The town’s annual Trafalgar Day service will take place at Nelson’s monument in South Denes on Sunday (October 20). It will be led by the Rev Canon Christopher Terry of Yarmouth Minster and open to all who wish to honour Admiral Horatio Lord Nelson.
Norfolk-born and raised Nelson, who landed in Yarmouth during it’s time as an important naval base, was killed by a French sniper at the Battle of Trafalgar on October 21, 1805.
The celebration of his life, organised by Great Yarmouth Borough Council and the Nelson Museum, will start at 1pm with a procession from South Beach Parade to the monument, led by TS Warrior, the Navy Corps Cadets, based at Cobholm.
At 1.15pm, approximately the time Admiral Nelson was shot, the North Norfolk Militia will fire a gun.
Rum or orange juice will be distributed to all present to toast Nelson’s memory.
John Burroughs, mayor of Great Yarmouth, will lay a wreath at the base of the column on behalf of the people of the borough. Other dignitaries from the borough council and representatives from the Royal British Legion will also be there to pay their respects.
Mr Burroughs said: “This service is important and continues to be popular as Admiral Nelson is a key figure in Great Yarmouth’s proud naval history.

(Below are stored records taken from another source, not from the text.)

use std::path::{Path, PathBuf};

use lopdf::Document;

use crate::error::ExtractError;
use crate::model::PageLayout;
use crate::pdf_reader::read_first_page;

#[derive(Debug)]
enum PageSource {
    Pdf(Box<Document>),
    Layout(PageLayout),
}

/// A weekly menu document held in memory. Only the first page is consulted.
#[derive(Debug)]
pub struct MenuDocument {
    source: PageSource,
    text: Option<String>,
}

impl MenuDocument {
    pub fn from_bytes(bytes: &[u8]) -> Result<Self, ExtractError> {
        let document = Document::load_mem(bytes)?;
        let text = pdf_extract::extract_text_from_mem(bytes).ok();
        Ok(Self {
            source: PageSource::Pdf(Box::new(document)),
            text,
        })
    }

    pub fn from_path(path: &Path) -> Result<Self, ExtractError> {
        let bytes = std::fs::read(path)?;
        Self::from_bytes(&bytes)
    }

    /// Wraps an already decoded page, e.g. one produced by another reader.
    #[must_use]
    pub fn from_layout(layout: PageLayout) -> Self {
        Self {
            source: PageSource::Layout(layout),
            text: None,
        }
    }

    #[must_use]
    pub fn with_text(mut self, text: impl Into<String>) -> Self {
        self.text = Some(text.into());
        self
    }

    pub fn first_page_layout(&self) -> Result<PageLayout, ExtractError> {
        match &self.source {
            PageSource::Pdf(document) => read_first_page(document),
            PageSource::Layout(layout) => Ok(layout.clone()),
        }
    }

    /// Plain document text, when it could be extracted.
    #[must_use]
    pub fn text(&self) -> Option<&str> {
        self.text.as_deref()
    }
}

/// Supplies the raw bytes of this week's menu document.
pub trait DocumentSource {
    fn fetch(&self) -> Result<Vec<u8>, ExtractError>;
}

#[derive(Debug, Clone)]
pub struct FileSource {
    path: PathBuf,
}

impl FileSource {
    #[must_use]
    pub fn new(path: impl Into<PathBuf>) -> Self {
        Self { path: path.into() }
    }
}

impl DocumentSource for FileSource {
    fn fetch(&self) -> Result<Vec<u8>, ExtractError> {
        let bytes = std::fs::read(&self.path).map_err(|error| {
            ExtractError::UpstreamUnavailable(format!("{}: {error}", self.path.display()))
        })?;
        if bytes.is_empty() {
            return Err(ExtractError::UpstreamUnavailable(format!(
                "{} is empty",
                self.path.display()
            )));
        }
        Ok(bytes)
    }
}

We hope as many people as possible will turn up to toast his immortal memory.”
The town was an important naval base throughout the Napoleonic Wars, and Admiral Nelson, who was born at Burnham Thorpe, in north-west Norfolk, in 1758, landed at Great Yarmouth on three occasions prior to his death in 1805.
When he landed at Great Yarmouth after the Battle of the Nile, in 1798, he was given a hero’s welcome and was carried to the Wrestler’s Inn, on Church Plain. There he was presented with the Freedom of the Borough.
The Nelson monument, also known as the Norfolk Naval Pillar, stands at 144ft tall and is only slightly shorter than its counterpart in London.
It was built in 1819 to commemorate Nelson’s death at the Battle of Trafalgar. At the time the South Denes was an empty sand spit and the monument stood right in the centre of it.